# Multiple Linear Regression in Statsmodels - Lab

## Introduction
In this lab, you'll practice fitting a multiple linear regression model on our Boston Housing Data set!

## Objectives
You will be able to:
* Run linear regression on Boston Housing dataset with all the predictors
* Interpret the parameters of the multiple linear regression model

## The Boston Housing Data

We pre-processed the Boston Housing Data again. This time, however, we did things slightly different:
- We dropped "ZN" and "NOX" completely
- We categorized "RAD" in 3 bins and "TAX" in 4 bins
- We used min-max-scaling on "B", "CRIM" and "DIS" (and logtransformed all of them first, except "B")
- We used standardization on "AGE", "INDUS", "LSTAT" and "PTRATIO" (and logtransformed all of them first, except for "AGE") 

In [1]:
import pandas as pd
import numpy as np
from sklearn.datasets import load_boston
boston = load_boston()

boston_features = pd.DataFrame(boston.data, columns = boston.feature_names)
boston_features = boston_features.drop(["NOX","ZN"],axis=1)

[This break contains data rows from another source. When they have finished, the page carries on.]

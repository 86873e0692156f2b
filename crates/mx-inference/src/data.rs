//! Estimation samples.
//!
//! A [`Dataset`] is a plain table of named numeric columns. A [`Microdata`]
//! assigns columns to model roles, drops unusable rows, attaches observation
//! weights and a correlation structure, and stores the resulting design as a
//! single shared matrix. Remapping roles never copies the matrix.

use std::collections::BTreeMap;
use std::fmt;
use std::sync::Arc;

use nalgebra::{DMatrix, DVector, DVectorView};

use mx_core::{Error, Result};

use crate::corr::CorrStructure;

/// Name of the constant column available in every sample.
pub const INTERCEPT: &str = "(Intercept)";

/// Role a variable plays in a model.
#[derive(Debug, Clone, Copy, PartialEq, Eq, PartialOrd, Ord, Hash)]
pub enum Role {
    /// Outcome variable.
    Response,
    /// Exogenous regressors (including the intercept when requested).
    Control,
    /// Endogenous or binary treatment variable.
    Treatment,
    /// Excluded instruments.
    Instrument,
    /// Linear-predictor offset with a fixed unit coefficient.
    Offset,
}

impl Role {
    /// Lower-case role name used in messages.
    pub fn as_str(&self) -> &'static str {
        match self {
            Role::Response => "response",
            Role::Control => "control",
            Role::Treatment => "treatment",
            Role::Instrument => "instrument",
            Role::Offset => "offset",
        }
    }
}

impl fmt::Display for Role {
    fn fmt(&self, f: &mut fmt::Formatter<'_>) -> fmt::Result {
        f.write_str(self.as_str())
    }
}

/// Column-oriented table of `f64` variables. Missing values are `NaN`.
#[derive(Debug, Clone, Default)]
pub struct Dataset {
    names: Vec<String>,
    columns: Vec<Vec<f64>>,
}
impl Family for LogLink {
    const NAME: &'static str = "Poisson";
    const LOG_LINEAR: bool = true;

    fn valid_response(y: f64) -> bool {
        y >= 0.0
    }

    fn mean(eta: f64) -> f64 {
        math::exp_clamped(eta)
    }

    fn dmean(eta: f64) -> f64 {
        math::exp_clamped(eta)
    }

    fn loglik(y: f64, eta: f64) -> f64 {
        y * eta - math::exp_clamped(eta) - statrs::function::gamma::ln_gamma(y + 1.0)
    }

    fn derivs(y: f64, eta: f64) -> (f64, f64) {
        let mu = math::exp_clamped(eta);
        (y - mu, mu)
    }

    fn saturated(y: f64) -> f64 {
        xlogx(y) - y - statrs::function::gamma::ln_gamma(y + 1.0)
    }
}

/// Logistic regression.
pub type Logit = Mle<LogitLink>;
/// Probit regression.
pub type Probit = Mle<ProbitLink>;
/// Complementary log-log regression.
pub type Cloglog = Mle<CloglogLink>;
/// Poisson regression.
pub type Poisson = Mle<LogLink>;

/// Optimizer used for likelihood maximization.
#[derive(Debug, Clone, Copy, PartialEq, Eq, Default)]
pub enum Solver {
    /// Newton-Raphson with step halving.
    #[default]
    Newton,
    /// Quasi-Newton L-BFGS on the mean negative log-likelihood.
    Lbfgs,
}

/// Options for likelihood models.
#[derive(Debug, Clone, PartialEq)]
pub struct MleConfig {
    /// Iteration budget.
    pub max_iter: usize,
    /// Tolerance on the max-abs gradient of the mean log-likelihood.
    pub tol: f64,
    /// Keep the last iterate (with a warning) instead of failing.
    pub accept_unconverged: bool,
    /// Optimizer.
    pub solver: Solver,
    /// Skip the variance computation.
    pub novar: bool,
}

impl Default for MleConfig {
    fn default() -> Self {
        Self { max_iter: 100, tol: 1e-8, accept_unconverged: false, solver: Solver::Newton, novar: false }
    }
}

/// Weighted log-likelihood over a fixed design.
struct Problem<'a, F> {
    x: &'a DMatrix<f64>,
    y: &'a DVector<f64>,
    offset: Option<&'a DVector<f64>>,
    w: Option<&'a [f64]>,
    _family: PhantomData<F>,
}

struct Derivatives {
    loglik: f64,
    grad: DVector<f64>,
    info: DMatrix<f64>,
}

struct Solution {
    beta: DVector<f64>,
    loglik: f64,
    iterations: usize,
    grad_norm: f64,
    converged: bool,
}

const MAX_HALVINGS: usize = 40;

# first, create bins for based on the values observed. 3 values will result in 2 bins
bins = [0,6,  24]
bins_rad = pd.cut(boston_features['RAD'], bins)
bins_rad = bins_rad.cat.as_unordered()

# first, create bins for based on the values observed. 4 values will result in 3 bins
bins = [0, 270, 360, 712]
bins_tax = pd.cut(boston_features['TAX'], bins)
bins_tax = bins_tax.cat.as_unordered()

tax_dummy = pd.get_dummies(bins_tax, prefix="TAX")
rad_dummy = pd.get_dummies(bins_rad, prefix="RAD")
boston_features = boston_features.drop(["RAD","TAX"], axis=1)
boston_features = pd.concat([boston_features, rad_dummy, tax_dummy], axis=1)

In [104]:
age = boston_features["AGE"]
b = boston_features["B"]
logcrim = np.log(boston_features["CRIM"])
logdis = np.log(boston_features["DIS"])
logindus = np.log(boston_features["INDUS"])
loglstat = np.log(boston_features["LSTAT"])
logptratio = np.log(boston_features["PTRATIO"])

# minmax scaling
boston_features["B"] = (b-min(b))/(max(b)-min(b))
boston_features["CRIM"] = (logcrim-min(logcrim))/(max(logcrim)-min(logcrim))
boston_features["DIS"] = (logdis-min(logdis))/(max(logdis)-min(logdis))

#standardization
boston_features["AGE"] = (age-np.mean(age))/np.sqrt(np.var(age))
boston_features["INDUS"] = (logindus-np.mean(logindus))/np.sqrt(np.var(logindus))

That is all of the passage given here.